Repeat each entry below without omitting a single word.
──────── SOURCE INFORMATION ────────
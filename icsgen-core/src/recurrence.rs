//! RRULE construction and validation.
//!
//! Only the rule line is produced; occurrences are never expanded.

use chrono::NaiveDate;
use serde::{Deserialize, Deserializer};

use crate::error::{IcsError, IcsResult};
use crate::event::EventTime;

/// Recurrence of an event: a ready-made rule line, or the parts of one.
#[derive(Debug, Clone, PartialEq, Eq, Deserialize)]
#[serde(untagged)]
pub enum Recurrence {
    /// A complete line such as `RRULE:FREQ=DAILY;BYDAY=MO`, emitted verbatim.
    Raw(String),
    Rule(RecurrenceRule),
}

impl Recurrence {
    /// Render the line that goes into the VEVENT.
    pub fn to_rrule_line(&self) -> IcsResult<String> {
        match self {
            Recurrence::Raw(line) => Ok(line.clone()),
            Recurrence::Rule(rule) => Ok(rule.validate()?.to_rrule_line()),
        }
    }
}

impl From<RecurrenceRule> for Recurrence {
    fn from(rule: RecurrenceRule) -> Self {
        Recurrence::Rule(rule)
    }
}

impl From<String> for Recurrence {
    fn from(line: String) -> Self {
        Recurrence::Raw(line)
    }
}

impl From<&str> for Recurrence {
    fn from(line: &str) -> Self {
        Recurrence::Raw(line.to_string())
    }
}

#[derive(Debug, Clone, Copy, PartialEq, Eq)]
pub enum Frequency {
    Yearly,
    Monthly,
    Weekly,
    Daily,
}

impl Frequency {
    pub fn as_ics_str(&self) -> &'static str {
        match self {
            Frequency::Yearly => "YEARLY",
            Frequency::Monthly => "MONTHLY",
            Frequency::Weekly => "WEEKLY",
            Frequency::Daily => "DAILY",
        }
    }

    /// Case-sensitive: only the upper-case names are recognized.
    pub fn from_ics_str(s: &str) -> Option<Self> {
        match s {
            "YEARLY" => Some(Frequency::Yearly),
            "MONTHLY" => Some(Frequency::Monthly),
            "WEEKLY" => Some(Frequency::Weekly),
            "DAILY" => Some(Frequency::Daily),
            _ => None,
        }
    }
}

/// Unvalidated rule parts, as they arrive from a caller or a config file.
#[derive(Debug, Clone, Default, PartialEq, Eq, Deserialize)]
pub struct RecurrenceRule {
    #[serde(default, alias = "freq")]
    pub frequency: Option<String>,
    #[serde(default, deserialize_with = "string_or_number")]
    pub until: Option<String>,
    #[serde(default, deserialize_with = "string_or_number")]
    pub interval: Option<String>,
    #[serde(default, deserialize_with = "string_or_number")]
    pub count: Option<String>,
}

impl RecurrenceRule {
    pub fn new(frequency: impl Into<String>) -> Self {
        RecurrenceRule {
            frequency: Some(frequency.into()),
            ..Default::default()
        }
    }

    pub fn until(mut self, until: impl ToString) -> Self {
        self.until = Some(until.to_string());
        self
    }

    pub fn interval(mut self, interval: impl ToString) -> Self {
        self.interval = Some(interval.to_string());
        self
    }

    pub fn count(mut self, count: impl ToString) -> Self {
        self.count = Some(count.to_string());
        self
    }

    /// Check every part, in the order frequency, until, interval, count.
    pub fn validate(&self) -> IcsResult<ValidRule> {
        let frequency = self
            .frequency
            .as_deref()
            .and_then(Frequency::from_ics_str)
            .ok_or_else(|| {
                IcsError::InvalidRecurrenceFrequency(self.frequency.clone().unwrap_or_default())
            })?;

        let until = self
            .until
            .as_deref()
            .map(|s| {
                s.parse::<EventTime>()
                    .map(|t| t.utc_date())
                    .map_err(|_| IcsError::InvalidRecurrenceUntil(s.to_string()))
            })
            .transpose()?;

        let interval = self
            .interval
            .as_deref()
            .map(|s| parse_integer(s).ok_or_else(|| IcsError::InvalidRecurrenceInterval(s.into())))
            .transpose()?;

        let count = self
            .count
            .as_deref()
            .map(|s| parse_integer(s).ok_or_else(|| IcsError::InvalidRecurrenceCount(s.into())))
            .transpose()?;

        Ok(ValidRule {
            frequency,
            until,
            interval,
            count,
        })
    }
}

/// A rule whose parts have all been checked.
#[derive(Debug, Clone, PartialEq, Eq)]
pub struct ValidRule {
    pub frequency: Frequency,
    pub until: Option<NaiveDate>,
    pub interval: Option<u32>,
    pub count: Option<u32>,
}

impl ValidRule {
    /// `RRULE:FREQ=<F>[;UNTIL=<date>T000000Z][;INTERVAL=<n>][;COUNT=<n>]`
    pub fn to_rrule_line(&self) -> String {
        let mut line = format!("RRULE:FREQ={}", self.frequency.as_ics_str());

        if let Some(until) = self.until {
            line.push_str(&format!(";UNTIL={}T000000Z", until.format("%Y%m%d")));
        }
        if let Some(interval) = self.interval {
            line.push_str(&format!(";INTERVAL={interval}"));
        }
        if let Some(count) = self.count {
            line.push_str(&format!(";COUNT={count}"));
        }

        line
    }
}

fn parse_integer(s: &str) -> Option<u32> {
    s.trim().parse().ok()
}

/// Accept `interval = 2` as well as `interval = "2"` in config files.
fn string_or_number<'de, D>(deserializer: D) -> Result<Option<String>, D::Error>
where
    D: Deserializer<'de>,
{
    #[derive(Deserialize)]
    #[serde(untagged)]
    enum RawValue {
        Int(i64),
        Float(f64),
        Text(String),
    }

    Ok(Option::<RawValue>::deserialize(deserializer)?.map(|value| match value {
        RawValue::Int(n) => n.to_string(),
        RawValue::Float(f) => f.to_string(),
        RawValue::Text(s) => s,
    }))
}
────────
● **TASK RESPONSE**:
filename icsgen-core/src/recurrence.rs
//! RRULE construction and validation.
//!
//! Only the rule line is produced; occurrences are never expanded.

use chrono::NaiveDate;
use serde::{Deserialize, Deserializer};

use crate::error::{IcsError, IcsResult};
use crate::event::EventTime;

/// Recurrence of an event: a ready-made rule line, or the parts of one.
#[derive(Debug, Clone, PartialEq, Eq, Deserialize)]
#[serde(untagged)]
pub enum Recurrence {
    /// A complete line such as `RRULE:FREQ=DAILY;BYDAY=MO`, emitted verbatim.
    Raw(String),
    Rule(RecurrenceRule),
}

impl Recurrence {
    /// Render the line that goes into the VEVENT.
    pub fn to_rrule_line(&self) -> IcsResult<String> {
        match self {
            Recurrence::Raw(line) => Ok(line.clone()),
            Recurrence::Rule(rule) => Ok(rule.validate()?.to_rrule_line()),
        }
    }
}

impl From<RecurrenceRule> for Recurrence {
    fn from(rule: RecurrenceRule) -> Self {
        Recurrence::Rule(rule)
    }
}

impl From<String> for Recurrence {
    fn from(line: String) -> Self {
        Recurrence::Raw(line)
    }
}

impl From<&str> for Recurrence {
    fn from(line: &str) -> Self {
        Recurrence::Raw(line.to_string())
    }
}

#[derive(Debug, Clone, Copy, PartialEq, Eq)]
pub enum Frequency {
    Yearly,
    Monthly,
    Weekly,
    Daily,
}

impl Frequency {
    pub fn as_ics_str(&self) -> &'static str {
        match self {
            Frequency::Yearly => "YEARLY",
            Frequency::Monthly => "MONTHLY",
            Frequency::Weekly => "WEEKLY",
            Frequency::Daily => "DAILY",
        }
    }

    /// Case-sensitive: only the upper-case names are recognized.
    pub fn from_ics_str(s: &str) -> Option<Self> {
        match s {
            "YEARLY" => Some(Frequency::Yearly),
            "MONTHLY" => Some(Frequency::Monthly),
            "WEEKLY" => Some(Frequency::Weekly),
            "DAILY" => Some(Frequency::Daily),
            _ => None,
        }
    }
}

/// Unvalidated rule parts, as they arrive from a caller or a config file.
#[derive(Debug, Clone, Default, PartialEq, Eq, Deserialize)]
pub struct RecurrenceRule {
    #[serde(default, alias = "freq")]
    pub frequency: Option<String>,
    #[serde(default, deserialize_with = "string_or_number")]
    pub until: Option<String>,
    #[serde(default, deserialize_with = "string_or_number")]
    pub interval: Option<String>,
    #[serde(default, deserialize_with = "string_or_number")]
    pub count: Option<String>,
}

impl RecurrenceRule {
    pub fn new(frequency: impl Into<String>) -> Self {
        RecurrenceRule {
            frequency: Some(frequency.into()),
            ..Default::default()
        }
    }

    pub fn until(mut self, until: impl ToString) -> Self {
        self.until = Some(until.to_string());
        self
    }

    pub fn interval(mut self, interval: impl ToString) -> Self {
        self.interval = Some(interval.to_string());
        self
    }

    pub fn count(mut self, count: impl ToString) -> Self {
        self.count = Some(count.to_string());
        self
    }

    /// Check every part, in the order frequency, until, interval, count.
    pub fn validate(&self) -> IcsResult<ValidRule> {
        let frequency = self
            .frequency
            .as_deref()
            .and_then(Frequency::from_ics_str)
            .ok_or_else(|| {
                IcsError::InvalidRecurrenceFrequency(self.frequency.clone().unwrap_or_default())
            })?;

        let until = self
            .until
            .as_deref()
            .map(|s| {
                s.parse::<EventTime>()
                    .map(|t| t.utc_date())
                    .map_err(|_| IcsError::InvalidRecurrenceUntil(s.to_string()))
            })
            .transpose()?;

        let interval = self
            .interval
            .as_deref()
            .map(|s| parse_integer(s).ok_or_else(|| IcsError::InvalidRecurrenceInterval(s.into())))
            .transpose()?;

        let count = self
            .count
            .as_deref()
            .map(|s| parse_integer(s).ok_or_else(|| IcsError::InvalidRecurrenceCount(s.into())))
            .transpose()?;

        Ok(ValidRule {
            frequency,
            until,
            interval,
            count,
        })
    }
}

/// A rule whose parts have all been checked.
#[derive(Debug, Clone, PartialEq, Eq)]
pub struct ValidRule {
    pub frequency: Frequency,
    pub until: Option<NaiveDate>,
    pub interval: Option<u32>,
    pub count: Option<u32>,
}

impl ValidRule {
    /// `RRULE:FREQ=<F>[;UNTIL=<date>T000000Z][;INTERVAL=<n>][;COUNT=<n>]`
    pub fn to_rrule_line(&self) -> String {
        let mut line = format!("RRULE:FREQ={}", self.frequency.as_ics_str());

        if let Some(until) = self.until {
            line.push_str(&format!(";UNTIL={}T000000Z", until.format("%Y%m%d")));
        }
        if let Some(interval) = self.interval {
            line.push_str(&format!(";INTERVAL={interval}"));
        }
        if let Some(count) = self.count {
            line.push_str(&format!(";COUNT={count}"));
        }

        line
    }
}

fn parse_integer(s: &str) -> Option<u32> {
    s.trim().parse().ok()
}

/// Accept `interval = 2` as well as `interval = "2"` in config files.
fn string_or_number<'de, D>(deserializer: D) -> Result<Option<String>, D::Error>
where
    D: Deserializer<'de>,
{
    #[derive(Deserialize)]
    #[serde(untagged)]
    enum RawValue {
        Int(i64),
        Float(f64),
        Text(String),
    }

    Ok(Option::<RawValue>::deserialize(deserializer)?.map(|value| match value {
        RawValue::Int(n) => n.to_string(),
        RawValue::Float(f) => f.to_string(),
        RawValue::Text(s) => s,
    }))
}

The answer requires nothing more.